Einer der größen Vorteile für eine gute Ernährung in Japan ist, dass man in jedem Supermarkt – manchmal 24 Stunden lang – gute Qualität von allem bekommt. Die Lebensmittel sind frisch und es gibt viel Proteinhaltiges wie Fisch (ich esse meist Sashimi für 4 Euro) oder Tofu und Soba. Relativ billiges, fertig gekochtes Essen wird immer vor Ort im Supermarkt hergestellt (Sushi oder Tempura) und nach einigen Stunden discountiert, damit es nicht weggeworfen wird. Obst ist zwar teuer, dafür aber von der besten Qualität – süß, saftig, geil und hübsch.
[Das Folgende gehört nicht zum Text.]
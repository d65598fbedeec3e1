//! # costlens-core
//!
//! Core errors and logging for the CostLens cost analytics system.
//!
//! This crate provides:
//! - [`CoreError`] - Setup and environment errors
//! - [`logging`] - Tracing setup and the `log_analysis_event!` macro
//!
//! ## Example
//!
//! ```no_run
//! use costlens_core::logging;
//!
//! fn main() -> costlens_core::Result<()> {
//!     let _guard = logging::init_logging(None, false)?;
//!     tracing::info!("CostLens started");
//!     Ok(())
//! }
//! ```

pub mod error;
pub mod logging;

pub use error::{CoreError, Result};
pub use logging::{LogGuard, init_logging};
Es ist schließlich eine art Dessert Delikatesse.
Essen-Gehen ist 30% billiger als in Deutschland und kochen lohnt sich als Single oft nicht. Auch gibt es ja in kaum einem anderen Land außer Deutschland dieses völlig behämmerte Diktat, dass man auch noch ein süßes oder alkoholisches Getränk zum Essen kaufen muss, um den Pommes-Panzer-Energiehaushalt noch weiter in die Höhe zu treiben. Hier wird immer umsonst Tee und Wasser gereicht und manchmal auch unterschiedliche Tees für vorher und nachher.
Die Japaner haben grundsätzlich ein sehr gelassenes Verhältnis zu Essen. Es gibt ja einfach nicht dieses Puritanistische, wie in Deutschland, dass Essen mit Verschwendung gleich setzt und einen Drang zur Rückkehr zur Natur impliziert werden muss. Essen ist hier, anders als in Berlin Mitte, keine Religion oder Ideologie, sondern Ausdruck der Freiheit und Individualität, des Status und des dekadenten Genusses des Einzelnen.
Ich glaube, dass Deutschland diese Gelassenheit braucht, um eine kulinarische Nation zu werden, Trends dagegen kaschieren nur die Tabus und Ängste zur Nahrung und dem Selbst. Auf diesem Weg helfen die Einwanderer immer gerne.
Ihr könnt euch sicher sein: Das Thema wird mich noch weiter beschäftigen. Auch den Economist beschäftigt die Zukunft der Ernährung.
Seid mehr dekadent. Es grüßt die Aristokratie.